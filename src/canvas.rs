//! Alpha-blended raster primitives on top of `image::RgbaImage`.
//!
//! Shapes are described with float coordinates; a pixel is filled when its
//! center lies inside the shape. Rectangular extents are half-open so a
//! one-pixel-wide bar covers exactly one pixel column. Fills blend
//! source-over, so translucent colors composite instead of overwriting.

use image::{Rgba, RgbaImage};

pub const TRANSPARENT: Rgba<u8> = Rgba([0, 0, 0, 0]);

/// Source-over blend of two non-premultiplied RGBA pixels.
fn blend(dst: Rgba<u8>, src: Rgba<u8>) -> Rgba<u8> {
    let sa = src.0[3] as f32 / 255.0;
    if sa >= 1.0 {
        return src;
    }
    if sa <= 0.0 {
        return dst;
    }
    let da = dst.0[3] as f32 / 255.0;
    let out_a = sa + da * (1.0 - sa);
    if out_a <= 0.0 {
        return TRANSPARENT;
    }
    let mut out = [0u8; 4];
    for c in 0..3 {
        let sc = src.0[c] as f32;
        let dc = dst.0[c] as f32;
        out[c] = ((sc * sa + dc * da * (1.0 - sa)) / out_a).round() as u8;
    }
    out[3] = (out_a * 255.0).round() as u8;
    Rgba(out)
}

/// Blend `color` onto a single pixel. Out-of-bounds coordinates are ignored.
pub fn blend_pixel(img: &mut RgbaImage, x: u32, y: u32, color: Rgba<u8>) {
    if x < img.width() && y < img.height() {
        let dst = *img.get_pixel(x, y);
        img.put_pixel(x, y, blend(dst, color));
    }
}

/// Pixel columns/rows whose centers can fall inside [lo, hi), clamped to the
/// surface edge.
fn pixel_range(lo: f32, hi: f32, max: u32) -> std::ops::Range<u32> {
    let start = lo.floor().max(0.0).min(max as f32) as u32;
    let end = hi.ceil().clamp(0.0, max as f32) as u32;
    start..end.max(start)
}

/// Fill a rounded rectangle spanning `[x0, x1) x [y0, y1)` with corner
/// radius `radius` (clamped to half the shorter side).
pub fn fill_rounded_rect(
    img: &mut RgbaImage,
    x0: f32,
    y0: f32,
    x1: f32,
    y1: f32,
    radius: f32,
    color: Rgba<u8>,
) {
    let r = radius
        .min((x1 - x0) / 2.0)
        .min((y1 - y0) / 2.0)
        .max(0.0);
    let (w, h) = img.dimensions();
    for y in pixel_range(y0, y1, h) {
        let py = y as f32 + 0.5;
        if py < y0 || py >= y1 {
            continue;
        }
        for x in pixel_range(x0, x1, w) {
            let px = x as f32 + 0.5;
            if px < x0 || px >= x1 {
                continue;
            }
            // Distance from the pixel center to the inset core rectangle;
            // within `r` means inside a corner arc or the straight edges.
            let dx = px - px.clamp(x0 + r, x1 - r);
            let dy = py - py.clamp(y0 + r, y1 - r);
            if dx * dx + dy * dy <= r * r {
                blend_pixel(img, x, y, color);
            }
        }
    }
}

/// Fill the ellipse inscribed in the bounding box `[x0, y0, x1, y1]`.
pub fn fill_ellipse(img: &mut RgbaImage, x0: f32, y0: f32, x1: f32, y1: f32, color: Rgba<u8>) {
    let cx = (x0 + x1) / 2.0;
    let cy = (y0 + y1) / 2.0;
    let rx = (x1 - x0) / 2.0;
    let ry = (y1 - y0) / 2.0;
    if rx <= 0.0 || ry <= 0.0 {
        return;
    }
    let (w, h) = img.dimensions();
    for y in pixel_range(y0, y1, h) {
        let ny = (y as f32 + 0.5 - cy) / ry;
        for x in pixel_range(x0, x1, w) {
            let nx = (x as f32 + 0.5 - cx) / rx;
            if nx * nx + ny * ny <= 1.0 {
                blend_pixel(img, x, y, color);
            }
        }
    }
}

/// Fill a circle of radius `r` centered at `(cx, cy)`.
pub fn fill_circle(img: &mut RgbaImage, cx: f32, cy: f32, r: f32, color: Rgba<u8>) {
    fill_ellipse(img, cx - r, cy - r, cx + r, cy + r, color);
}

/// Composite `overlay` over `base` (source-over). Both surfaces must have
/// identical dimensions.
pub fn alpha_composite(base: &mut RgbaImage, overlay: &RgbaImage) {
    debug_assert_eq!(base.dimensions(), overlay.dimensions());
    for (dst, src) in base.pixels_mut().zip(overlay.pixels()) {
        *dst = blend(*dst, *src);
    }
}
.....
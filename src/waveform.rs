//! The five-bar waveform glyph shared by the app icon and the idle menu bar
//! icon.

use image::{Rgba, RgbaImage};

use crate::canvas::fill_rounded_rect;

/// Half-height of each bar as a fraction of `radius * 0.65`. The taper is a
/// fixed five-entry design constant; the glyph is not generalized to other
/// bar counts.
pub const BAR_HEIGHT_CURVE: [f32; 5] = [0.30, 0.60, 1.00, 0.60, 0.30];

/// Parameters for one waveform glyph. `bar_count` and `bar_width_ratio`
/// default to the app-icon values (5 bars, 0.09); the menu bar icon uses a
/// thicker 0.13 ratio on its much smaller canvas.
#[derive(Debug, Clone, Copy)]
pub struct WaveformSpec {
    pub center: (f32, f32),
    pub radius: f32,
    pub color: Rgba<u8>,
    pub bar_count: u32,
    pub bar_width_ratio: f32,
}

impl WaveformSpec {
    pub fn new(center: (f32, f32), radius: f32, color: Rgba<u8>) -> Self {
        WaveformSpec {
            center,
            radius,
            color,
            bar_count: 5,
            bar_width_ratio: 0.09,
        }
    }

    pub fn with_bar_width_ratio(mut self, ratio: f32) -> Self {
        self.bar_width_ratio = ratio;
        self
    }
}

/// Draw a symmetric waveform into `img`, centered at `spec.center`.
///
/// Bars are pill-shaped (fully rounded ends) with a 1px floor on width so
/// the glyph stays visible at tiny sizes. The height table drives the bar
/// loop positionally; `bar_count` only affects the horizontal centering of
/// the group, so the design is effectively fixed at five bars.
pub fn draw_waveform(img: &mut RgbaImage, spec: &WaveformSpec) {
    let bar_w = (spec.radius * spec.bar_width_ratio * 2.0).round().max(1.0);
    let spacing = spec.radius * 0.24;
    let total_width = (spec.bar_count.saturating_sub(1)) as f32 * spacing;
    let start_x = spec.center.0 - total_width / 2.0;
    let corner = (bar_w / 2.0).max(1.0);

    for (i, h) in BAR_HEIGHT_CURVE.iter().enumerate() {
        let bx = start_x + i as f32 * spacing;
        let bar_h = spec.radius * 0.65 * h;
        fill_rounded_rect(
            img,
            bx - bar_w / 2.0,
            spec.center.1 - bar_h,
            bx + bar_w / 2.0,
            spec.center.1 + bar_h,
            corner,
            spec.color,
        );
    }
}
.....
■ **ABOUT THIS TASK**:
Only one stretch of the data above is needed. Restate it word for word, from the line containing "let r = radius" through the line containing "let cx = (x0 + x1) / 2.0;", both ends included.

■ **PROBLEM SOLUTION**:
    let r = radius
        .min((x1 - x0) / 2.0)
        .min((y1 - y0) / 2.0)
        .max(0.0);
    let (w, h) = img.dimensions();
    for y in pixel_range(y0, y1, h) {
        let py = y as f32 + 0.5;
        if py < y0 || py >= y1 {
            continue;
        }
        for x in pixel_range(x0, x1, w) {
            let px = x as f32 + 0.5;
            if px < x0 || px >= x1 {
                continue;
            }
            // Distance from the pixel center to the inset core rectangle;
            // within `r` means inside a corner arc or the straight edges.
            let dx = px - px.clamp(x0 + r, x1 - r);
            let dy = py - py.clamp(y0 + r, y1 - r);
            if dx * dx + dy * dy <= r * r {
                blend_pixel(img, x, y, color);
            }
        }
    }
}

/// Fill the ellipse inscribed in the bounding box `[x0, y0, x1, y1]`.
pub fn fill_ellipse(img: &mut RgbaImage, x0: f32, y0: f32, x1: f32, y1: f32, color: Rgba<u8>) {
    let cx = (x0 + x1) / 2.0;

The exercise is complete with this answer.